Posted 2/28/2013   Updated 2/28/2013 Email story   Print story


by Airman 1st Class Jake Eckhardt
375th Air Mobility Wing Public Affairs

2/28/2013 - SCOTT AIR FORCE BASE, Ill. -- Fitness Assessment Cell members conducting a physical training test had to quickly react to an Airman who collapsed while running and stopped breathing.

The fitness staff said the test started like numerous others they had conducted. The participants completed the waist measurement, sit-ups and the push-ups. Airmen lined up for the 1.5 mile run, and three laps into the run, trouble arose on the track.

Staff Sgt. Marquis Bond, 375th Force Support Squadron FAC NCOIC, said, "It was a scary situation, but we knew what to do."

Airman 1st Class Coati Owens, 375th FSS FAC, was the first to see the tester fall out. He notified his team, and the four immediately ran to her side with a medical kit.

"Usually when people fall out, they are dehydrated or they got hurt in some way, but this situation was more serious," Owens said.

When they arrived, they found the Airman lying on the ground, disoriented. They checked her vital signs and began taking the necessary steps.

Bond said, "She was responding, but she was mumbling. I asked her to squeeze my fingers. She did for a couple of seconds, then she let go. When I was first talking to her, I noticed that her stomach was moving up and down, so I knew she was breathing, but when she let go of my fingers she wasn't breathing at all."
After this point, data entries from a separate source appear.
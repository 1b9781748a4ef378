//! MSU tree training integration tests.
//!
//! Focused on behavior and invariants of whole training runs.

mod nominal;
mod numeric;

use tracing_subscriber::EnvFilter;

/// Route `tracing` output to the test harness. Safe to call from every test.
pub fn init_tracing() {
    let _ = tracing_subscriber::fmt()
        .with_env_filter(EnvFilter::new("msutree=trace"))
        .with_test_writer()
        .try_init();
}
As soon as he noticed this, he instructed a member of his team to call an ambulance and used the mask that was a part of the medical kit to begin CPR. After about 20 seconds, she started breathing again.

After the situation was under control, Bond and Staff Sgt. Ahkiem Carter stayed with the Airman, while Owens and Staff Sgt. Jessica Riha went back to continue the test for the rest of the participants.
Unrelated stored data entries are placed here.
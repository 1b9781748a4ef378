//! Training data abstractions.
//!
//! # Overview
//!
//! - [`Dataset`]: immutable weighted instances, attribute-major storage
//! - [`DatasetSchema`] / [`AttributeMeta`] / [`AttributeKind`]: attribute descriptors
//! - [`InstanceSubset`]: the weighted view of the instances reaching a tree node
//! - [`categorical`]: per-node conversion of a subset into a fully categorical
//!   matrix (supervised discretization of numeric attributes)
//!
//! # Missing Values
//!
//! Missing values are represented as `f64::NAN`, for predictors and target.

pub mod categorical;
mod dataset;
mod schema;
mod subset;

pub use categorical::{
    AdapterError, CategoricalColumn, CategoricalView, ColumnOrigin, MdlDiscretizer, ViewShape,
};
pub use dataset::{Dataset, DatasetBuilder, DatasetError};
pub use schema::{AttributeKind, AttributeMeta, DatasetSchema};
pub use subset::InstanceSubset;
Bond said the team reacted purely on instinct.

"We have to go to CPR training all the time," he said. "To be able to do this without thinking becomes second nature--a habit. We were told that we probably saved that girl's life. We don't think like that. We just saw a Wingman down, and we had to react."

The team was never told what caused the Airman to stop breathing, but they were told that she made a full recovery.